- _Records for the task_:

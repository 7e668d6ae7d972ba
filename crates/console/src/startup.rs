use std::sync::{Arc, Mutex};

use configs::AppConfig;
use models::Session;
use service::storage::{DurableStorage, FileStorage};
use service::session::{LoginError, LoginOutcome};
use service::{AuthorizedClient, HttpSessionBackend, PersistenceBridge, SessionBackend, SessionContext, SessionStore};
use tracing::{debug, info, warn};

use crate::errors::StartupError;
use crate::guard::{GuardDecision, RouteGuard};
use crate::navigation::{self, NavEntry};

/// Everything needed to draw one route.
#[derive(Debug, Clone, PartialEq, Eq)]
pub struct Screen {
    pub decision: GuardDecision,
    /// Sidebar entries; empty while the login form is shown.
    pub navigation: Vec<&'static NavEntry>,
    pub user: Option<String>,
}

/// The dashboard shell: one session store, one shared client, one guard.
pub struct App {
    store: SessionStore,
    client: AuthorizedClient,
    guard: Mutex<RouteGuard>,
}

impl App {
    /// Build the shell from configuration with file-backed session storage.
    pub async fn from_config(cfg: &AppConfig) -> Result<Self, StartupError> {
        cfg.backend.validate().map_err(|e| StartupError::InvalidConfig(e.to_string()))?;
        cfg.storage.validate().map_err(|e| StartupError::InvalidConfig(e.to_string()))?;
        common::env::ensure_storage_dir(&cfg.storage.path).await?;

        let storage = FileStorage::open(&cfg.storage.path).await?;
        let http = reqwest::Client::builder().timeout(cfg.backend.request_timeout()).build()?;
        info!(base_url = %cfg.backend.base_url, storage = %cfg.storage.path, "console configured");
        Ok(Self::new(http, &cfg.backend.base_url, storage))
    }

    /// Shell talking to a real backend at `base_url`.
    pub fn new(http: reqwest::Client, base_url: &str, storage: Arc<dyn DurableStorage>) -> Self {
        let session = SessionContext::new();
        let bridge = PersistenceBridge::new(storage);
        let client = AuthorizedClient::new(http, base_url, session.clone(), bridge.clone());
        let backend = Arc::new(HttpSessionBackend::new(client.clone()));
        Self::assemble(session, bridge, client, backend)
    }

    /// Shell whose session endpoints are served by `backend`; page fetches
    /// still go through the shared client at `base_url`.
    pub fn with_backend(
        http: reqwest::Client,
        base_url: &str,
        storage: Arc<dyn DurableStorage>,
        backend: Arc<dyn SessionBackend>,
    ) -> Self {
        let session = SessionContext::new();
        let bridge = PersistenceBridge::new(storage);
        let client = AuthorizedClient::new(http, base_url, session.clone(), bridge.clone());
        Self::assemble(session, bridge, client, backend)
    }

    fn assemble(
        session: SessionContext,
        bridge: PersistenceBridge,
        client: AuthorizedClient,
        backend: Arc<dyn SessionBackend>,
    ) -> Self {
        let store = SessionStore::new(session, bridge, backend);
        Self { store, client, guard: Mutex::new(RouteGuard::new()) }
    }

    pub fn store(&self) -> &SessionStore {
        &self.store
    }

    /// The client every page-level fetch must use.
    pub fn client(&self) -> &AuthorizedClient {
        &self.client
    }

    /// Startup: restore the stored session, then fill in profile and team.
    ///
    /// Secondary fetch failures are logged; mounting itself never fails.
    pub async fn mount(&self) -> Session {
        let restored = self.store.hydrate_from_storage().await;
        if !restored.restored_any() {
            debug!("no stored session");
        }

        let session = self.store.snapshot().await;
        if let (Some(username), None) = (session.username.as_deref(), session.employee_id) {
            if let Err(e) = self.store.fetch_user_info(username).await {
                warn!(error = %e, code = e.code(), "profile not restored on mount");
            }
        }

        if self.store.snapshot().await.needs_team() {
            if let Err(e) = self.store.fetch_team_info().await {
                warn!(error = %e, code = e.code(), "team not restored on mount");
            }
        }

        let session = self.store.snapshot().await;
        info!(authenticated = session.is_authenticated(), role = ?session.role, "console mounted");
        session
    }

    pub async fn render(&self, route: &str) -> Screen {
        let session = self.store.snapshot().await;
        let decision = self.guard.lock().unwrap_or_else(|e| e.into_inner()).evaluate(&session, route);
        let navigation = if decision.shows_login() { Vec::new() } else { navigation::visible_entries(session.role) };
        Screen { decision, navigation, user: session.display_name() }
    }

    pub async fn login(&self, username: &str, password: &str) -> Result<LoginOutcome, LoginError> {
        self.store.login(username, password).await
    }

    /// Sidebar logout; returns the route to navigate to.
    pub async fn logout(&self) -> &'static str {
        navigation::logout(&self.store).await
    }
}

--

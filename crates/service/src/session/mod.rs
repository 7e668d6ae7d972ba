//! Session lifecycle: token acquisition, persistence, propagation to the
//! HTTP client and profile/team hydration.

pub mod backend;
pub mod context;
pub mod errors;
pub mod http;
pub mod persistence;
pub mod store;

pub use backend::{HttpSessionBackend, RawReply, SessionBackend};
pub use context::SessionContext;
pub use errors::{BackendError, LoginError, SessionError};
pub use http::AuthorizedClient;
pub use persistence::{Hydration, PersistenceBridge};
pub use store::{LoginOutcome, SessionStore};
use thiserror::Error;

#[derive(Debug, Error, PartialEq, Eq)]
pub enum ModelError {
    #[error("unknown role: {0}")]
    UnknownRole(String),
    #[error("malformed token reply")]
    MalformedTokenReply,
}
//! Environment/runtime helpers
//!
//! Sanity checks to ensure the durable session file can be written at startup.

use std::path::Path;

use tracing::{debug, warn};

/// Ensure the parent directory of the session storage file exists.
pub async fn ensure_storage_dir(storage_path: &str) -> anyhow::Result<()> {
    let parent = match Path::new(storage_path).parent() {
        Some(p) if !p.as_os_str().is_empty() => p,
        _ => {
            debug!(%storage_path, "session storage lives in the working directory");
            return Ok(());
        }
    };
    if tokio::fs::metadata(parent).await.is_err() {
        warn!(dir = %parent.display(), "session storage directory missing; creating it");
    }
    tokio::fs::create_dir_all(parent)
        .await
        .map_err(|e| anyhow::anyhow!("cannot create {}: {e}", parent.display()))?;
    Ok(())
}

---

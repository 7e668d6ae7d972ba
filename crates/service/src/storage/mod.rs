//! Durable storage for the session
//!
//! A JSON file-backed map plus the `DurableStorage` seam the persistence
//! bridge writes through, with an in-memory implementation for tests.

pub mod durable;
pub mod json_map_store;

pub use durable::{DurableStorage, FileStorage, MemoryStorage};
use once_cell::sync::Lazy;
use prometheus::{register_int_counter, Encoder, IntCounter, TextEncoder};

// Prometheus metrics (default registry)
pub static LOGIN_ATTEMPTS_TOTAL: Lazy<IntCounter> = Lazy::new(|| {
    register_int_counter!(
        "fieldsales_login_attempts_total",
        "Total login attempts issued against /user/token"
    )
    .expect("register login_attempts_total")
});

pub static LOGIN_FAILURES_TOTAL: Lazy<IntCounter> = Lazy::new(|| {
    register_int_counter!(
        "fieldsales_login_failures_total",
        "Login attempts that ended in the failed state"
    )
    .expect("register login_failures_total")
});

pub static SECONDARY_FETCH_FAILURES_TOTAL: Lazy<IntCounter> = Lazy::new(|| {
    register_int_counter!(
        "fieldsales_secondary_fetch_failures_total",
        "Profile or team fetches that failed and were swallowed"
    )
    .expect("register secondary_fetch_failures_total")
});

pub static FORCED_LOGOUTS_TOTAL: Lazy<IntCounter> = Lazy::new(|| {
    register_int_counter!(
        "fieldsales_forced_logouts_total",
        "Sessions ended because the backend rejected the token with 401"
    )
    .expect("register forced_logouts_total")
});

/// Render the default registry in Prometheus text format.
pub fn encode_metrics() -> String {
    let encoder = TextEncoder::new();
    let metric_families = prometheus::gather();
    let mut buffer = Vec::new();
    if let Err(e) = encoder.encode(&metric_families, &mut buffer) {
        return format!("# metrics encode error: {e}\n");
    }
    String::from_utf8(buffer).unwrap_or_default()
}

- _Required action_: Report every line of the records that contains the word "tokio".

- _Written answer_:
    if tokio::fs::metadata(parent).await.is_err() {
    tokio::fs::create_dir_all(parent)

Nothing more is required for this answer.